Desde luego, simplificando, las guerras les resolvían al menos dos problemas. Si un grupo conseguía expulsar a sus vecinos o diezmar sus efectivos, habría más territorio, más tierra a disposición y naturalmente más pescado, más carne y más medios de subsistencia. Al mismo tiempo (éste es el segundo problema que arregla), en una época en la que los anticonceptivos no ofrecían plena seguridad, permitían resolver problemas demográficos y facilitaban especialmente el infanticidio femenino. Por supuesto que ello no era conscientemente buscado ni provocado pero en un mundo tan marcadamente masculinizado la guerra se convertía en la excusa de esa discriminación. Es lo mismo que pasa, entre otros procedimientos, en lo que los antropólogos llaman la pauta de negligencia, es decir, una especie de menor atención y cuidado a las niñas que a los varones y que causa este efecto. No es que la guerra en sí misma causara el infanticidio femenino sino que sin la presión reproductora ni la guerra ni el infanticidio femenino se habrían extendido. Hoy es perfectamente conocido el caso de países y civilizaciones como China o La India en donde se vive este mismo problema o en culturas como las de los esquimales.
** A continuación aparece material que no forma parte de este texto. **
//! ## Sketch
//! Capacity-bounded sample of stream elements together with the probability `p`
//! with which every element seen so far is expected to be retained.
//!
//! Each processed element is first removed from the sample and then re-inserted
//! with probability `p` using a fresh random draw, so membership never depends on
//! stale earlier draws. Once the sample overflows its capacity an eviction round keeps
//! every element with independent probability 1/2 and halves `p`.
//!
//! Rounds repeat until the sample fits again, so the sample holds at most `capacity`
//! elements after every processed element, and a sketch whose capacity covers the whole
//! stream never evicts. A zero capacity sketch retains nothing.

use std::collections::HashSet;
use std::fmt::{Debug, Formatter};
use std::hash::{BuildHasher, BuildHasherDefault, Hash};

use rand::rngs::StdRng;
use rand::{Rng, SeedableRng};
use wyhash::WyHash;

use crate::observer::Observer;

/// Uniform `[0, 1)` sampler backed by a seedable PRNG
pub(crate) struct UnitSampler(StdRng);

impl UnitSampler {
    /// Create sampler from explicit seed or, when absent, from OS entropy
    pub(crate) fn new(seed: Option<u64>) -> Self {
        match seed {
            Some(seed) => Self(StdRng::seed_from_u64(seed)),
            None => Self(StdRng::from_entropy()),
        }
    }

    /// Draw next value in `[0, 1)`
    #[inline]
    pub(crate) fn next_unit(&mut self) -> f64 {
        self.0.gen::<f64>()
    }
}

/// Sketch maintained during a single estimation pass.
///
/// Hasher defaults to unseeded `WyHash` so that set iteration order, and with it the
/// assignment of eviction coins to elements, only depends on the PRNG seed.
pub(crate) struct Sketch<T, S = BuildHasherDefault<WyHash>> {
    retained: HashSet<T, S>,
    keep_probability: f64,
    halvings: u32,
    capacity: usize,
    sampler: UnitSampler,
}

impl<T: Hash + Eq, S: BuildHasher + Default> Sketch<T, S> {
    /// Create empty sketch with `p = 1`
    pub(crate) fn new(capacity: usize, seed: Option<u64>) -> Self {
        Self {
            retained: HashSet::with_hasher(S::default()),
            keep_probability: 1.0,
            halvings: 0,
            capacity,
            sampler: UnitSampler::new(seed),
        }
    }

    /// Process next stream element
    #[inline]
    pub(crate) fn insert<O: Observer>(&mut self, item: T, observer: &mut O) {
        if self.capacity == 0 {
            return;
        }

        self.retained.remove(&item);
        if self.sampler.next_unit() < self.keep_probability {
            self.retained.insert(item);
        }

        while self.retained.len() > self.capacity {
            self.evict();
            observer.on_eviction(self.halvings, self.retained.len());
        }
    }

    /// Keep every retained element with independent probability 1/2, then halve `p`
    fn evict(&mut self) {
        let sampler = &mut self.sampler;
        self.retained.retain(|_| sampler.next_unit() < 0.5);
        self.keep_probability /= 2.0;
        self.halvings += 1;
    }

    /// Return cardinality estimate `round(|retained| / p)`
    #[inline]
    pub(crate) fn estimate(&self) -> usize {
        (self.retained.len() as f64 / self.keep_probability).round() as usize
    }

    /// Number of retained elements
    #[inline]
    pub(crate) fn len(&self) -> usize {
        self.retained.len()
    }

    #[inline]
    pub(crate) fn capacity(&self) -> usize {
        self.capacity
    }

    #[inline]
    pub(crate) fn keep_probability(&self) -> f64 {
        self.keep_probability
    }

    /// Number of eviction rounds performed, `p = 2^-halvings`
    #[inline]
    pub(crate) fn halvings(&self) -> u32 {
        self.halvings
    }
}

impl<T: Hash + Eq, S: BuildHasher + Default> Debug for Sketch<T, S> {
    fn fmt(&self, f: &mut Formatter<'_>) -> std::fmt::Result {
        write!(
            f,
            "{{ capacity: {}, retained: {}, halvings: {}, estimate: {} }}",
            self.capacity(),
            self.len(),
            self.halvings(),
            self.estimate()
        )
    }
}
De la existencia de estas ventajas principales y otras de menor rango, puede deducirse que la guerra es ventajosa porque ha tenido éxito en la selección natural en la lucha por la existencia, sobre todo con la prebenda de la despersonalización que supone este ejercicio. Pero, claro, el problema de todas formas es el resultado. Cuando un colectivo político, tanto las sociedades organizadas en bandas y aldeas como las sociedades de nivel estatal, decide desencadenar una guerra, sólo la ejecuta cuando está convencido de que lo que arriesga tiene algún equilibrio con los beneficios que puede conseguir porque las bajas, en términos de macroeconomía, no son rentables y puede ocurrir lo que a aquel general romano, Pirro, que ganó más de una batalla pero con tales pérdidas humanas que no le supusieron ningún beneficio. En este sentido la guerra es simplemente un negocio en el que se puede ganar y se puede perder y en la previsión de resultados está el escollo.

Aunque a veces el tiro, nunca mejor dicho, puede salir por la culata, que es exactamente lo que le ocurrió, allá por el siglo VI de la era antigua, a Creso, último rey (ahora se verá por qué) de Lidia, un país situado dentro de lo que hoy es Turquía. Lo cuenta el historiador griego Heródoto: Creso estaba decidido por una serie de razones a atacar a Ciro, rey de los persas, y para garantizarse el éxito de su aventura resolvió consultar al oráculo que le ofreciera más garantías. Después de una serie de pruebas fue elegido el de Delfos que le aseguró que, si emprendía la guerra contra los persas, destruiría un gran imperio, como así ocurrió. Pero el imperio destruido fue el suyo, no el de Ciro. El oráculo, que no debía saber mucha gramática, no ordenó bien la frase de manera que el sujeto (el que iba a destruir) acabó siendo Ciro y no Creso que pasó a ser complemento directo y por tanto el que sufrió la derrota. Esa es la razón por la que fue el último rey de los lidios.